Still have multiple dies stacked (and soldered ) in a vertical fashion. [ The smaller size of the LSI interposer is still in play in CoWoS-LSI , there are must multiple LSI 'routing' dies to place ( the purple like rectangles in above left that overlap between HBM and ASIC ) . If had a PCI-e 'shim' between two 'Max' dies then would need two LSI dies in the solution. 'Die 1' <-- ultrafusion --> 'PCI-e die <-- ultrafusion --> ' Die 2' . ]
Adding the PCIe controller(s) to the LSI layer has issues. One is thermal issues have to balance. Powering PCI-e communications over far larger distances isn't going to be thermally cheap. PCI-e v4 , 5 , 6 all make that harder (so that problem is not going away). The other major problem is that UltraFusion is so incredibily wide. There 10,000 connections to transfer between dies. ( it is more usually 'wide' than 'fast'. A 16 controller or aggregate 64 PCI-e lane controllers are
3 orders of magnitude less wide ) To keep very low latencies you want those paths between chips to be quite short and quite straight. The issue is where the copious empty spare area with no channels cutting through it in your limited size LSI chip ? Cherry on top of that is the signal drivers off chip for PCIe ... not scaling with node shrinks very well either.
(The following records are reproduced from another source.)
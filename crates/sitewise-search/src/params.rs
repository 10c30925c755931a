//! Run parameters and their validation.

/// Invalid search parameter, rejected before the loop starts.
#[derive(Debug, derive_more::Display, derive_more::Error)]
pub enum ParamError {
    #[display("population size must be at least 1")]
    EmptyPopulation,
    #[display("{name} must be within [0, 1], got {value}")]
    RateOutOfRange { name: &'static str, value: f32 },
    #[display("early stop threshold must be non-negative, got {value}")]
    InvalidThreshold { value: f32 },
    #[display("patience must be at least 1")]
    ZeroPatience,
}

/// Parameters controlling one search run.
#[derive(Debug, Clone, Copy, PartialEq)]
pub struct SearchParams {
    /// Maximum number of generations to run.
    pub generations: usize,
    /// Fixed population size, restored every generation. At least 1.
    pub population_size: usize,
    /// Fraction of the population carried over as elites, in `[0, 1]`.
    /// The elite count is floored but never drops below 1.
    pub elite_rate: f32,
    /// Probability that an offspring is mutated (all attributes at once),
    /// in `[0, 1]`.
    pub mutation_rate: f32,
    /// Best-fitness change below which a generation counts as stagnant.
    pub early_stop_threshold: f32,
    /// Number of consecutive stagnant generations before stopping. At
    /// least 1.
    pub patience: usize,
}

impl Default for SearchParams {
    fn default() -> Self {
        Self {
            generations: 100,
            population_size: 20,
            elite_rate: 0.1,
            mutation_rate: 0.05,
            early_stop_threshold: 0.01,
            patience: 10,
        }
    }
}

impl SearchParams {
    /// Checks the caller contract.
    ///
    /// # Errors
    ///
    /// Returns [`ParamError`] if the population is empty, a rate lies
    /// outside `[0, 1]` (or is NaN), the threshold is negative or NaN, or
    /// patience is zero.
    pub fn validate(&self) -> Result<(), ParamError> {
        if self.population_size < 1 {
            return Err(ParamError::EmptyPopulation);
        }
        for (name, value) in [
            ("elite rate", self.elite_rate),
            ("mutation rate", self.mutation_rate),
        ] {
            if !(0.0..=1.0).contains(&value) {
                return Err(ParamError::RateOutOfRange { name, value });
            }
        }
        if self.early_stop_threshold.is_nan() || self.early_stop_threshold < 0.0 {
            return Err(ParamError::InvalidThreshold {
                value: self.early_stop_threshold,
            });
        }
        if self.patience < 1 {
            return Err(ParamError::ZeroPatience);
        }
        Ok(())
    }

    /// Number of elites per generation: `floor(population_size *
    /// elite_rate)`, floored at 1 so selection never returns an empty set.
    #[expect(
        clippy::cast_precision_loss,
        clippy::cast_possible_truncation,
        clippy::cast_sign_loss
    )]
    #[must_use]
    pub fn elite_count(&self) -> usize {
        ((self.population_size as f32 * self.elite_rate).floor() as usize).max(1)
    }
}

#[cfg(test)]
mod tests {
    use super::*;

    #[test]
    fn default_params_are_valid() {
        assert!(SearchParams::default().validate().is_ok());
    }

    #[test]
    fn rejects_empty_population() {
        let params = SearchParams {
            population_size: 0,
            ..SearchParams::default()
        };
        assert!(matches!(params.validate(), Err(ParamError::EmptyPopulation)));
    }

    #[test]
    fn rejects_out_of_range_rates() {
        let params = SearchParams {
            elite_rate: 1.5,
            ..SearchParams::default()
        };
        assert!(matches!(
            params.validate(),
            Err(ParamError::RateOutOfRange { name: "elite rate", .. })
        ));

        let params = SearchParams {
            mutation_rate: -0.1,
            ..SearchParams::default()
        };
        assert!(matches!(
            params.validate(),
            Err(ParamError::RateOutOfRange { name: "mutation rate", .. })
        ));

        let params = SearchParams {
            mutation_rate: f32::NAN,
            ..SearchParams::default()
        };
        assert!(params.validate().is_err());
    }

    #[test]
    fn rejects_invalid_threshold() {
        let params = SearchParams {
            early_stop_threshold: -0.01,
            ..SearchParams::default()
        };
        assert!(matches!(params.validate(), Err(ParamError::InvalidThreshold { .. })));

        let params = SearchParams {
            early_stop_threshold: f32::NAN,
            ..SearchParams::default()
        };
        assert!(params.validate().is_err());
    }

    #[test]
    fn rejects_zero_patience() {
        let params = SearchParams {
            patience: 0,
            ..SearchParams::default()
        };
        assert!(matches!(params.validate(), Err(ParamError::ZeroPatience)));
    }

    #[test]
    fn elite_count_floors_but_never_hits_zero() {
        let params = SearchParams {
            population_size: 20,
            elite_rate: 0.1,
            ..SearchParams::default()
        };
        assert_eq!(params.elite_count(), 2);

        let params = SearchParams {
            population_size: 19,
            elite_rate: 0.1,
            ..SearchParams::default()
        };
        assert_eq!(params.elite_count(), 1);

        let params = SearchParams {
            population_size: 4,
            elite_rate: 0.0,
            ..SearchParams::default()
        };
        assert_eq!(params.elite_count(), 1);

        let params = SearchParams {
            population_size: 4,
            elite_rate: 1.0,
            ..SearchParams::default()
        };
        assert_eq!(params.elite_count(), 4);
    }
}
So not only not large empty blocks , but also have 'chunky' stuff need to put in those empty blocks. [ PCI-e isn't making the main die primarily because there is no space for it given the other priorities. ]
You have also now going connections going out the bottom of the LSI have to pass through and properly connect up. Also need to deliver power up to the LSI chip also.
Just because can possibly put active stuff in the LSI layer , it is still going to have to primarily accomplish UltraFusio missing of " internal die mesh to internal die mesh " connection. That is just way , way , way wider than the "single HBM package stack to ASIC" kind of wide.
An active interposer with perhaps some limited SRAM cache that only comes in/out via the communication channels to the ports has substantively less limitations. ( still have to deliver power , but there is really not much output ( except perhaps some diagnostic data channels that are not normally used. Nothing high performance or bandwidth. ) Similar if adding some data protocol and policy adapters ( data in/out still on same paths that passive interposer had. ). That would help if combining two things that were custom designed to work together well.
Active isn't going to mean can throw the 'kitchen sink' down there and it still works well. Nor is there tons of upside in making the LSI relatively large. TSMC probably has limits on its size also.
This is significant. If the process can be used for say, implementation of a PCIe switch, it would be possible to add this capability to the interconnect fabric without changing the SoC.
The other factors get in the way of making that possible.
The bigger questionable part is whether want to keep on using the laptop optimized lay of the Max as the basic building block. That doesn't make much sense. Even if shoehorn two laptop Maxes together there are other baggage that comes along with that in terms of layout and scale.
If Apple is deeply wedded to spreading the die design costs of the Mac Studio and Mac Pro over the MBP 14/16" sales than there are other tweaks. Like the two dies not being 100% identical. It is weaving in the MBP usages into the mix that is generating part of the problem. What I/O units are on the main die just could be different for the desktop only SoC solutions.